Stored data entries
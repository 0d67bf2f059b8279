//! Event Bus
//!
//! A minimal async pub/sub bus for agent/tool lifecycle hooks. The
//! orchestrator, tool registry, and web adapter publish typed payloads on
//! a small set of well-known event names; UIs and metrics collectors
//! subscribe with an [`EventHandler`].
//!
//! # Delivery semantics
//!
//! - [`publish`](EventBus::publish) delivers to a **snapshot** of the
//!   subscriber list taken at publish time. Handlers subscribed during an
//!   in-flight publish do not receive that event, and handlers removed
//!   during a publish do not break iteration.
//! - Handlers for a single publish run in subscription order. Events from
//!   one agent run are published from one cooperative task, so they reach
//!   subscribers in causal order.
//! - Each handler is isolated: an `Err` from one handler is logged at
//!   `warn` and does not stop the remaining handlers, and `publish` itself
//!   never fails to its caller.
//!
//! # Example
//!
//! ```rust,no_run
//! use async_trait::async_trait;
//! use sam::event_bus::{names, EventBus, EventHandler, HandlerError};
//! use std::sync::Arc;
//!
//! struct Printer;
//!
//! #[async_trait]
//! impl EventHandler for Printer {
//!     async fn on_event(&self, event: &str, payload: &serde_json::Value) -> Result<(), HandlerError> {
//!         println!("{event}: {payload}");
//!         Ok(())
//!     }
//! }
//!
//! # async {
//! let bus = EventBus::new();
//! let printer: Arc<dyn EventHandler> = Arc::new(Printer);
//! bus.subscribe(names::AGENT_STATUS, Arc::clone(&printer)).await;
//! bus.publish(names::AGENT_STATUS, serde_json::json!({"state": "start"})).await;
//! bus.unsubscribe(names::AGENT_STATUS, &printer).await;
//! # };
//! ```

use async_trait::async_trait;
use log::warn;
use serde::{Deserialize, Serialize};
use serde_json::Value;
use std::collections::HashMap;
use std::error::Error;
use std::sync::Arc;
use tokio::sync::Mutex;

/// Boxed error returned by subscribers; logged, never propagated.
pub type HandlerError = Box<dyn Error + Send + Sync>;

/// Callback invoked for every published event a subscriber registered for.
#[async_trait]
pub trait EventHandler: Send + Sync {
    /// Handle one event. Returning `Err` only produces a warning log.
    async fn on_event(&self, event: &str, payload: &Value) -> Result<(), HandlerError>;
}

/// Keyed subscriber registry: event name → ordered handler list.
///
/// Cheap to clone (`Arc` internals); a process typically owns exactly one,
/// inside [`Core`](crate::core::Core).
#[derive(Clone, Default)]
pub struct EventBus {
    subs: Arc<Mutex<HashMap<String, Vec<Arc<dyn EventHandler>>>>>,
}

impl EventBus {
    /// Create an empty bus.
    pub fn new() -> Self {
        Self::default()
    }

    /// Register `handler` for `event`, appended after existing subscribers.
    pub async fn subscribe(&self, event: &str, handler: Arc<dyn EventHandler>) {
        let mut subs = self.subs.lock().await;
        subs.entry(event.to_string()).or_default().push(handler);
    }

    /// Remove a previously subscribed handler if present.
    ///
    /// Removes **all** registrations of the same handler (`Arc` identity).
    /// Safe to call multiple times; a handler that was never registered is
    /// ignored.
    pub async fn unsubscribe(&self, event: &str, handler: &Arc<dyn EventHandler>) {
        let mut subs = self.subs.lock().await;
        if let Some(handlers) = subs.get_mut(event) {
            handlers.retain(|h| !Arc::ptr_eq(h, handler));
            if handlers.is_empty() {
                subs.remove(event);
            }
        }
    }

    /// Deliver `payload` to every handler subscribed to `event`.
    ///
    /// Iterates a snapshot of the subscriber list, so concurrent
    /// subscribe/unsubscribe calls cannot disturb an in-flight publish.
    pub async fn publish(&self, event: &str, payload: Value) {
        let snapshot: Vec<Arc<dyn EventHandler>> = {
            let subs = self.subs.lock().await;
            subs.get(event).cloned().unwrap_or_default()
        };

        for handler in snapshot {
            if let Err(e) = handler.on_event(event, &payload).await {
                warn!("Event handler error for {}: {}", event, e);
            }
        }
    }

    /// Number of handlers currently subscribed to `event`.
    pub async fn subscriber_count(&self, event: &str) -> usize {
        let subs = self.subs.lock().await;
        subs.get(event).map(Vec::len).unwrap_or(0)
    }
}

/// Canonical event names published by the core.
pub mod names {
    /// Run lifecycle transitions: start, thinking, tool_call, fallback,
    /// tool_done, finish.
    pub const AGENT_STATUS: &str = "agent.status";
    /// Token accounting after each LLM round-trip.
    pub const LLM_USAGE: &str = "llm.usage";
    /// A tool dispatch is about to run (or was served from cache).
    pub const TOOL_CALLED: &str = "tool.called";
    /// A tool dispatch produced a result.
    pub const TOOL_SUCCEEDED: &str = "tool.succeeded";
    /// A tool dispatch failed; the run continues.
    pub const TOOL_FAILED: &str = "tool.failed";
    /// Partial token chunk during streaming.
    pub const AGENT_DELTA: &str = "agent.delta";
    /// Final assistant message for a run.
    pub const AGENT_MESSAGE: &str = "agent.message";

    /// The full set, in the order the web adapter subscribes to them.
    pub const ALL: [&str; 7] = [
        TOOL_CALLED,
        TOOL_SUCCEEDED,
        TOOL_FAILED,
        LLM_USAGE,
        AGENT_STATUS,
        AGENT_DELTA,
        AGENT_MESSAGE,
    ];
}

/// Lifecycle states carried by [`AgentStatusPayload`].
#[derive(Debug, Clone, Copy, PartialEq, Eq, Serialize, Deserialize)]
#[serde(rename_all = "snake_case")]
pub enum AgentStatusState {
    Start,
    Thinking,
    ToolCall,
    Fallback,
    ToolDone,
    Finish,
}

/// Payload for [`names::AGENT_STATUS`].
#[derive(Debug, Clone, Serialize, Deserialize)]
pub struct AgentStatusPayload {
    pub session_id: String,
    pub user_id: String,
    pub state: AgentStatusState,
    #[serde(skip_serializing_if = "Option::is_none")]
    pub message: Option<String>,
    #[serde(skip_serializing_if = "Option::is_none")]
    pub iteration: Option<u32>,
    #[serde(skip_serializing_if = "Option::is_none")]
    pub name: Option<String>,
}

/// Payload for [`names::LLM_USAGE`].
#[derive(Debug, Clone, Serialize, Deserialize)]
pub struct LlmUsagePayload {
    pub session_id: String,
    pub user_id: String,
    pub usage: Value,
    pub context_length: usize,
}

/// Payload for [`names::TOOL_CALLED`].
#[derive(Debug, Clone, Serialize, Deserialize)]
pub struct ToolCalledPayload {
    pub session_id: String,
    pub user_id: String,
    pub name: String,
    pub args: Value,
    pub tool_call_id: String,
}

/// Payload for [`names::TOOL_SUCCEEDED`].
#[derive(Debug, Clone, Serialize, Deserialize)]
pub struct ToolResultPayload {
    pub session_id: String,
    pub user_id: String,
    pub name: String,
    pub args: Value,
    pub result: Value,
    pub tool_call_id: String,
}

/// Payload for [`names::TOOL_FAILED`].
#[derive(Debug, Clone, Serialize, Deserialize)]
pub struct ToolFailedPayload {
    pub session_id: String,
    pub user_id: String,
    pub name: String,
    pub args: Value,
    pub error: String,
    pub tool_call_id: String,
}

/// Payload for [`names::AGENT_DELTA`].
#[derive(Debug, Clone, Serialize, Deserialize)]
pub struct AgentDeltaPayload {
    pub session_id: String,
    pub user_id: String,
    pub content: String,
}

/// Payload for [`names::AGENT_MESSAGE`].
#[derive(Debug, Clone, Serialize, Deserialize)]
pub struct AgentMessagePayload {
    pub session_id: String,
    pub user_id: String,
    pub content: String,
    pub usage: Value,
}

> _What the task asks_
Only the number is wanted: how many lines of the data contain the word "subscribed"?

> _Answer_
4